Segment Start: Entries shown
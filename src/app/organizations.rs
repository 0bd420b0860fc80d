//! Organization account discovery and the active-account filter.

use crate::app::audit_log::ScanLog;
use crate::app::pagination::{collect_pages, Page};
use crate::app::sdk_errors::categorize_error_string;
use async_trait::async_trait;
use aws_sdk_organizations::error::DisplayErrorContext;
use std::sync::Arc;
use thiserror::Error;
use tracing::{debug, info, warn};

const LIST_ACCOUNTS_HINT: &str = "To scan an organization, the provided credentials must have the following permissions:\n  - organizations:ListAccounts\n";

#[derive(Debug, Clone, PartialEq, Eq)]
pub enum AccountStatus {
    Active,
    Suspended,
    PendingClosure,
    /// Status not reported, e.g. for an account given on the command line
    Unknown,
    Other(String),
}

impl AccountStatus {
    pub fn from_api(status: &str) -> Self {
        match status {
            "ACTIVE" => AccountStatus::Active,
            "SUSPENDED" => AccountStatus::Suspended,
            "PENDING_CLOSURE" => AccountStatus::PendingClosure,
            other => AccountStatus::Other(other.to_string()),
        }
    }
}

#[derive(Debug, Clone, PartialEq, Eq)]
pub struct Account {
    pub id: String,
    pub name: Option<String>,
    pub email: Option<String>,
    pub status: AccountStatus,
}

impl Account {
    /// Account known only by id
    pub fn from_id(id: impl Into<String>) -> Self {
        Self {
            id: id.into(),
            name: None,
            email: None,
            status: AccountStatus::Unknown,
        }
    }

    pub fn is_active(&self) -> bool {
        self.status == AccountStatus::Active
    }
}

#[derive(Debug, Clone, Error)]
pub enum OrgApiError {
    #[error("the account is not a member of an organization")]
    NotInOrganization,
    #[error("access denied: {0}")]
    AccessDenied(String),
    #[error("{0}")]
    Other(String),
}

impl OrgApiError {
    /// Classify an error that carries no typed exception
    fn from_message(message: String) -> Self {
        if categorize_error_string(&message).is_permission_error() {
            OrgApiError::AccessDenied(message)
        } else {
            OrgApiError::Other(message)
        }
    }
}

#[async_trait]
pub trait OrganizationsApi: Send + Sync {
    async fn list_accounts_page(&self, next_token: Option<String>) -> Result<Page<Account>, OrgApiError>;
    async fn describe_account(&self, account_id: &str) -> Result<Account, OrgApiError>;
}

#[allow(deprecated)]
fn account_from_sdk(account: &aws_sdk_organizations::types::Account) -> Account {
    Account {
        id: account.id().unwrap_or_default().to_string(),
        name: account.name().map(String::from),
        email: account.email().map(String::from),
        status: account
            .status()
            .map(|s| AccountStatus::from_api(s.as_str()))
            .unwrap_or(AccountStatus::Unknown),
    }
}

#[async_trait]
impl OrganizationsApi for aws_sdk_organizations::Client {
    async fn list_accounts_page(&self, next_token: Option<String>) -> Result<Page<Account>, OrgApiError> {
        let response = self
            .list_accounts()
            .set_next_token(next_token)
            .send()
            .await
            .map_err(|e| match e.as_service_error() {
                Some(err) if err.is_aws_organizations_not_in_use_exception() => {
                    OrgApiError::NotInOrganization
                }
                Some(err) if err.is_access_denied_exception() => {
                    OrgApiError::AccessDenied(DisplayErrorContext(&e).to_string())
                }
                _ => OrgApiError::from_message(DisplayErrorContext(&e).to_string()),
            })?;

        Ok(Page::new(
            response.accounts().iter().map(account_from_sdk).collect(),
            response.next_token(),
        ))
    }

    async fn describe_account(&self, account_id: &str) -> Result<Account, OrgApiError> {
        let response = self
            .describe_account()
            .account_id(account_id)
            .send()
            .await
            .map_err(|e| match e.as_service_error() {
                Some(err) if err.is_aws_organizations_not_in_use_exception() => {
                    OrgApiError::NotInOrganization
                }
                Some(err) if err.is_access_denied_exception() => {
                    OrgApiError::AccessDenied(DisplayErrorContext(&e).to_string())
                }
                _ => OrgApiError::from_message(DisplayErrorContext(&e).to_string()),
            })?;

        response
            .account()
            .map(account_from_sdk)
            .ok_or_else(|| OrgApiError::Other(format!("Account {} not found", account_id)))
    }
}

/// Lists every account of the caller's organization
pub struct AccountDiscoverer {
    api: Arc<dyn OrganizationsApi>,
    log: Arc<dyn ScanLog>,
}

impl AccountDiscoverer {
    pub fn new(api: Arc<dyn OrganizationsApi>, log: Arc<dyn ScanLog>) -> Self {
        Self { api, log }
    }

    /// All accounts of the organization, or an empty list when they cannot be listed.
    ///
    /// A caller outside any organization gets an empty list silently. Other failures are
    /// reported to the audit log together with the required permission and also produce an
    /// empty list.
    pub async fn list_accounts(&self) -> Vec<Account> {
        match collect_pages(|token| self.api.list_accounts_page(token)).await {
            Ok(accounts) => {
                info!("Discovered {} organization accounts", accounts.len());
                accounts
            }
            Err(OrgApiError::NotInOrganization) => {
                debug!("Caller is not a member of an organization");
                Vec::new()
            }
            Err(OrgApiError::AccessDenied(message)) => {
                warn!("ListAccounts denied: {}", message);
                self.suggest_permissions("Unable to list accounts in the organization.");
                Vec::new()
            }
            Err(OrgApiError::Other(message)) => {
                warn!("ListAccounts failed: {}", message);
                self.suggest_permissions(
                    "Unable to determine whether the given account belongs to an organization.",
                );
                Vec::new()
            }
        }
    }

    fn suggest_permissions(&self, message: &str) {
        let text = format!("{}\n{}", message, LIST_ACCOUNTS_HINT);
        if let Err(e) = self.log.log_message(&text) {
            warn!("Failed to write audit log message: {:#}", e);
        }
    }
}

/// Drops excluded and non-active accounts
pub struct AccountFilter {
    api: Arc<dyn OrganizationsApi>,
    log: Arc<dyn ScanLog>,
    exclude_accounts: Vec<String>,
}

impl AccountFilter {
    pub fn new(
        api: Arc<dyn OrganizationsApi>,
        log: Arc<dyn ScanLog>,
        exclude_accounts: Vec<String>,
    ) -> Self {
        Self {
            api,
            log,
            exclude_accounts,
        }
    }

    /// Accounts that are not excluded and currently ACTIVE, in input order.
    ///
    /// Each non-excluded account is described once; a describe failure counts as not active.
    pub async fn filter_active_accounts(&self, accounts: &[Account]) -> Vec<Account> {
        let mut active = Vec::new();

        for account in accounts {
            if self.is_excluded(&account.id) {
                self.note(&format!("Skipping excluded account: {}", account.id));
                continue;
            }

            if self.is_account_active(&account.id).await {
                active.push(account.clone());
            } else {
                self.note(&format!("Skipping suspended account: {}", account.id));
            }
        }

        active
    }

    fn is_excluded(&self, account_id: &str) -> bool {
        self.exclude_accounts.iter().any(|id| id == account_id)
    }

    async fn is_account_active(&self, account_id: &str) -> bool {
        match self.api.describe_account(account_id).await {
            Ok(account) => account.is_active(),
            Err(e) => {
                self.note(&format!("Failed to describe account {}: {}", account_id, e));
                false
            }
        }
    }

    fn note(&self, message: &str) {
        info!("{}", message);
        if let Err(e) = self.log.log_message(message) {
            warn!("Failed to write audit log message: {:#}", e);
        }
    }
}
Segment End: Entries shown
### [Exercise details]
Print exactly the lines above from the one with "repository 0bd420b0860fc80d" to the one with "const LIST_ACCOUNTS_HINT: &str", including both.

### [Solution for this exercise]
repository 0bd420b0860fc80d
//! Organization account discovery and the active-account filter.

use crate::app::audit_log::ScanLog;
use crate::app::pagination::{collect_pages, Page};
use crate::app::sdk_errors::categorize_error_string;
use async_trait::async_trait;
use aws_sdk_organizations::error::DisplayErrorContext;
use std::sync::Arc;
use thiserror::Error;
use tracing::{debug, info, warn};

const LIST_ACCOUNTS_HINT: &str = "To scan an organization, the provided credentials must have the following permissions:\n  - organizations:ListAccounts\n";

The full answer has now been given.